Incomplete elbow extension: This malposture is likely to be the cause of dystocia when the fetal hooves are observed at the same level as the fetal muzzle. The fetus must be repelled into the uterus and the forelimbs extended to raise the elbows over the pelvic rim. Traction should then be placed on the fetus one limb at a time, alternating, until the fetal shoulders clear the birth canal.

Carpal flexion: This condition may be unilateral or bilateral. The offending carpus is usually at the pelvic inlet. Correction via mutation is achieved by first repulsing the fetus into the uterus. The carpus is grasped with one hand and rotated laterally. The fetlock and hoof are grasped with the other hand and rotated medially and caudally (caudal in relation to the mare); the practitioner's hand should be cupped over the fetal hoof to protect the endometrium from rupture.

Flexural deformities are the most common equine congenital abnormalities (Giles et al, 1993).

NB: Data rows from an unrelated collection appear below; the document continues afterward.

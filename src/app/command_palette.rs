use eframe::egui;
use fuzzy_matcher::FuzzyMatcher;
use fuzzy_matcher::skim::SkimMatcherV2;

use crate::tools::Tool;

use super::StudioApp;

#[derive(Clone, Copy, Debug, PartialEq, Eq)]
pub(super) enum CommandId {
    ToolSelect,
    ToolPan,
    ToolZoom,
    ToolAddNode,
    ToolAddConnector,
    Undo,
    Redo,
    Delete,
    Relabel,
    AddLayer,
    LayerUp,
    LayerDown,
    ToggleLayerVisible,
    ToggleLayerLock,
    RemoveLayer,
    ZoomIn,
    ZoomOut,
    ResetView,
    NewWorkspace,
    SaveJson,
    SaveJsonAs,
    LoadJson,
    OpenJson,
    ExportSvg,
    ToggleSnap,
    ReloadSettings,
    Help,
}

pub(super) struct CommandSpec {
    pub id: CommandId,
    pub name: &'static str,
    pub search: &'static str,
}

const COMMANDS: &[CommandSpec] = &[
    CommandSpec { id: CommandId::ToolSelect, name: "Tool: Select", search: "select tool v" },
    CommandSpec { id: CommandId::ToolPan, name: "Tool: Pan", search: "pan hand move view tool h" },
    CommandSpec { id: CommandId::ToolZoom, name: "Tool: Zoom", search: "zoom magnify tool z" },
    CommandSpec { id: CommandId::ToolAddNode, name: "Tool: Add node", search: "add node variable stock flow tool n" },
    CommandSpec { id: CommandId::ToolAddConnector, name: "Tool: Add connector", search: "add connector link edge arrow tool c" },
    CommandSpec { id: CommandId::Undo, name: "Edit: Undo", search: "undo" },
    CommandSpec { id: CommandId::Redo, name: "Edit: Redo", search: "redo" },
    CommandSpec { id: CommandId::Delete, name: "Edit: Delete node", search: "delete remove node" },
    CommandSpec { id: CommandId::Relabel, name: "Edit: Rename node", search: "rename relabel label node" },
    CommandSpec { id: CommandId::AddLayer, name: "Layer: Add", search: "layer add new" },
    CommandSpec { id: CommandId::LayerUp, name: "Layer: Move up", search: "layer up move order" },
    CommandSpec { id: CommandId::LayerDown, name: "Layer: Move down", search: "layer down move order" },
    CommandSpec { id: CommandId::ToggleLayerVisible, name: "Layer: Toggle visibility", search: "layer visible hide show toggle" },
    CommandSpec { id: CommandId::ToggleLayerLock, name: "Layer: Toggle lock", search: "layer lock unlock toggle" },
    CommandSpec { id: CommandId::RemoveLayer, name: "Layer: Remove", search: "layer remove delete" },
    CommandSpec { id: CommandId::ZoomIn, name: "View: Zoom in", search: "zoom in view" },
    CommandSpec { id: CommandId::ZoomOut, name: "View: Zoom out", search: "zoom out view" },
    CommandSpec { id: CommandId::ResetView, name: "View: Reset", search: "reset view camera zoom pan rotation" },
    CommandSpec { id: CommandId::NewWorkspace, name: "File: New", search: "new file workspace blank" },
    CommandSpec { id: CommandId::SaveJson, name: "File: Save", search: "save file json" },
    CommandSpec { id: CommandId::SaveJsonAs, name: "File: Save as...", search: "save as file json dialog" },
    CommandSpec { id: CommandId::LoadJson, name: "File: Reload", search: "load reload file json" },
    CommandSpec { id: CommandId::OpenJson, name: "File: Open...", search: "open file json dialog" },
    CommandSpec { id: CommandId::ExportSvg, name: "File: Export SVG", search: "export svg save" },
    CommandSpec { id: CommandId::ToggleSnap, name: "Grid: Toggle snap", search: "grid snap toggle" },
    CommandSpec { id: CommandId::ReloadSettings, name: "Settings: Reload", search: "settings reload config" },
    CommandSpec { id: CommandId::Help, name: "Help: Shortcuts", search: "help shortcuts keys" },
];

#[derive(Default)]
pub(super) struct CommandPalette {
    pub open: bool,
    pub query: String,
    pub selected: usize,
    request_focus: bool,
}

#[derive(Clone, Copy)]
pub(super) struct CommandContext {
    pub has_selection: bool,
    pub has_undo: bool,
    pub has_redo: bool,
    pub layer_count: usize,
}

impl CommandPalette {
    pub fn open(&mut self, query: impl Into<String>) {
        self.open = true;
        self.query = query.into();
        self.selected = 0;
        self.request_focus = true;
    }

    pub fn close(&mut self) {
        self.open = false;
        self.query.clear();
        self.selected = 0;
        self.request_focus = false;
    }

    fn is_enabled(cx: CommandContext, id: CommandId) -> bool {
        match id {
            CommandId::Undo => cx.has_undo,
            CommandId::Redo => cx.has_redo,
            CommandId::Delete | CommandId::Relabel => cx.has_selection,
            CommandId::RemoveLayer | CommandId::LayerUp | CommandId::LayerDown => cx.layer_count > 1,
            _ => true,
        }
    }

    pub(super) fn execute(app: &mut StudioApp, ctx: &egui::Context, id: CommandId) {
        let layer = app.editor.active_layer().to_string();
        match id {
            CommandId::ToolSelect
            | CommandId::ToolPan
            | CommandId::ToolZoom
            | CommandId::ToolAddNode
            | CommandId::ToolAddConnector => {
                if let Some(tool) = Self::tool(id) {
                    app.editor.set_tool(tool);
                }
            }
            CommandId::Undo => {
                app.editor.undo();
            }
            CommandId::Redo => {
                app.editor.redo();
            }
            CommandId::Delete => {
                let _ = app.editor.delete_selected();
            }
            CommandId::Relabel => app.focus_label = true,
            CommandId::AddLayer => {
                let name = std::mem::take(&mut app.new_layer_name);
                app.editor.add_layer(&name);
            }
            CommandId::LayerUp => {
                let _ = app.editor.move_layer(&layer, 1);
            }
            CommandId::LayerDown => {
                let _ = app.editor.move_layer(&layer, -1);
            }
            CommandId::ToggleLayerVisible => {
                let _ = app.editor.toggle_layer_visible(&layer);
            }
            CommandId::ToggleLayerLock => {
                let _ = app.editor.toggle_layer_locked(&layer);
            }
            CommandId::RemoveLayer => {
                let _ = app.editor.remove_layer(&layer);
            }
            CommandId::ZoomIn => app.editor.zoom_view(crate::viewport::ZOOM_STEP),
            CommandId::ZoomOut => app.editor.zoom_view(1.0 / crate::viewport::ZOOM_STEP),
            CommandId::ResetView => app.editor.reset_view(),
            CommandId::NewWorkspace => app.new_workspace(),
            CommandId::SaveJson => app.save_to_path(),
            CommandId::SaveJsonAs => app.save_json_dialog(),
            CommandId::LoadJson => app.load_from_path(),
            CommandId::OpenJson => app.open_json_dialog(),
            CommandId::ExportSvg => app.save_svg_to_path(),
            CommandId::ToggleSnap => app.toggle_grid(),
            CommandId::ReloadSettings => app.reload_settings(),
            CommandId::Help => app.show_help = true,
        }
        app.report_rejection();
        ctx.request_repaint();
    }

    fn tool(id: CommandId) -> Option<Tool> {
        match id {
            CommandId::ToolSelect => Some(Tool::Select),
            CommandId::ToolPan => Some(Tool::Pan),
            CommandId::ToolZoom => Some(Tool::Zoom),
            CommandId::ToolAddNode => Some(Tool::AddNode),
            CommandId::ToolAddConnector => Some(Tool::AddConnector),
            _ => None,
        }
    }

    fn shortcut(id: CommandId) -> Option<String> {
        if let Some(tool) = Self::tool(id) {
            return Some(tool.shortcut().to_string());
        }
        let chord = match id {
            CommandId::Undo => "⌘Z",
            CommandId::Redo => "⌘⇧Z",
            CommandId::Delete => "Del",
            CommandId::SaveJsonAs => "⌘S",
            CommandId::OpenJson => "⌘O",
            CommandId::Help => "F1",
            _ => return None,
        };
        Some(chord.to_string())
    }

    fn filtered(&self) -> Vec<&'static CommandSpec> {
        let q = self.query.trim();
        if q.is_empty() {
            return COMMANDS.iter().collect();
        }
        let matcher = SkimMatcherV2::default();
        let mut scored: Vec<(&'static CommandSpec, i64)> = COMMANDS
            .iter()
            .filter_map(|c| matcher.fuzzy_match(c.search, q).map(|score| (c, score)))
            .collect();
        scored.sort_by(|a, b| b.1.cmp(&a.1).then_with(|| a.0.name.cmp(b.0.name)));
        scored.into_iter().map(|(c, _)| c).collect()
    }

    pub fn ui(&mut self, ctx: &egui::Context, cx: CommandContext) -> Option<CommandId> {
        if !self.open {
            return None;
        }
        let matches = self.filtered();
        self.selected = self.selected.min(matches.len().saturating_sub(1));

        let (escape, down, up, mut run_selected) = ctx.input(|i| {
            (
                i.key_pressed(egui::Key::Escape),
                i.key_pressed(egui::Key::ArrowDown),
                i.key_pressed(egui::Key::ArrowUp),
                i.key_pressed(egui::Key::Enter),
            )
        });
        if escape {
            self.close();
            return None;
        }
        if down {
            self.selected = (self.selected + 1).min(matches.len().saturating_sub(1));
        }
        if up {
            self.selected = self.selected.saturating_sub(1);
        }

        let screen = ctx.content_rect();
        let size = egui::vec2(520.0, 340.0);
        let pos = egui::pos2(screen.center().x - size.x * 0.5, screen.top() + 56.0);
        egui::Area::new(egui::Id::new("command_palette"))
            .fixed_pos(pos)
            .order(egui::Order::Foreground)
            .show(ctx, |ui| {
                egui::Frame::popup(ui.style())
                    .inner_margin(10.0)
                    .show(ui, |ui| {
                        ui.set_min_size(size);
                        let resp = ui.add(
                            egui::TextEdit::singleline(&mut self.query)
                                .desired_width(f32::INFINITY)
                                .hint_text("Type a command"),
                        );
                        if self.request_focus {
                            resp.request_focus();
                            self.request_focus = false;
                        }
                        ui.separator();
                        if matches.is_empty() {
                            ui.weak("No matching command");
                        }
                        egui::ScrollArea::vertical()
                            .max_height(size.y - 60.0)
                            .show(ui, |ui| {
                                for (idx, spec) in matches.iter().enumerate() {
                                    let enabled = Self::is_enabled(cx, spec.id);
                                    ui.horizontal(|ui| {
                                        let button = egui::Button::new(spec.name)
                                            .selected(idx == self.selected);
                                        if ui.add_enabled(enabled, button).clicked() {
                                            self.selected = idx;
                                            run_selected = true;
                                        }
                                        if let Some(keys) = Self::shortcut(spec.id) {
                                            ui.weak(keys);
                                        }
                                    });
                                }
                            });
                    });
            });

        if !run_selected {
            return None;
        }
        let spec = matches.get(self.selected)?;
        if !Self::is_enabled(cx, spec.id) {
            return None;
        }
        let id = spec.id;
        self.close();
        Some(id)
    }
}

Care should be taken to diagnose rigidity and immobility in flexed limbs and move these cases on to partial fetotomy or c-section rather than futilely wasting time on mutations and potentially causing damage to the mare. A fetotomy cut through the distal row of carpal bones may be necessary. It is important to cut through the intercarpal joint to avoid leaving a jagged bone fragment that may potentially damage the mare, and to give a wider diameter area on the fetal leg for attachment of obstetric chains to apply traction after the fetotomy cut.

Shoulder flexion: This malposture may be unilateral ("swimming" posture) or bilateral ("diving" posture). Mutations may be able difficult to perform with the fetal head in the way. In the case of a live fetus, c-section may be indicated. To correct this malposture, as always, the first step is to repel the fetus back into the uterus. The flexed shoulder must first be mutated to a flexed carpus by grasping the distal radius and rotating it medially and caudally; the flexed carpus is then corrected as above.

Fetotomy is as described above for removal of the forelimb in the retained head/neck posture. A cut may be made with the palm knife as a guide to the wire, making sure that the cut proceeds proximal to the scapula, cutting through the muscular attachments of the scapula and removing the entire forelimb, leaving no bony fragments.

Hip flexion: This malposture may be unilateral ("hurdling" posture) or bilateral ("dog sitting" posture). In either case, repulsion of the offending limb(s) can be very difficult and carries a high risk of uterine rupture. Success may be realized with a live fetus, but should not be attempted with a dead fetus in the standing mare. Mutations may be attempted under general anesthesia with elevated hindquarters. C-section or partial fetotomy should also be considered.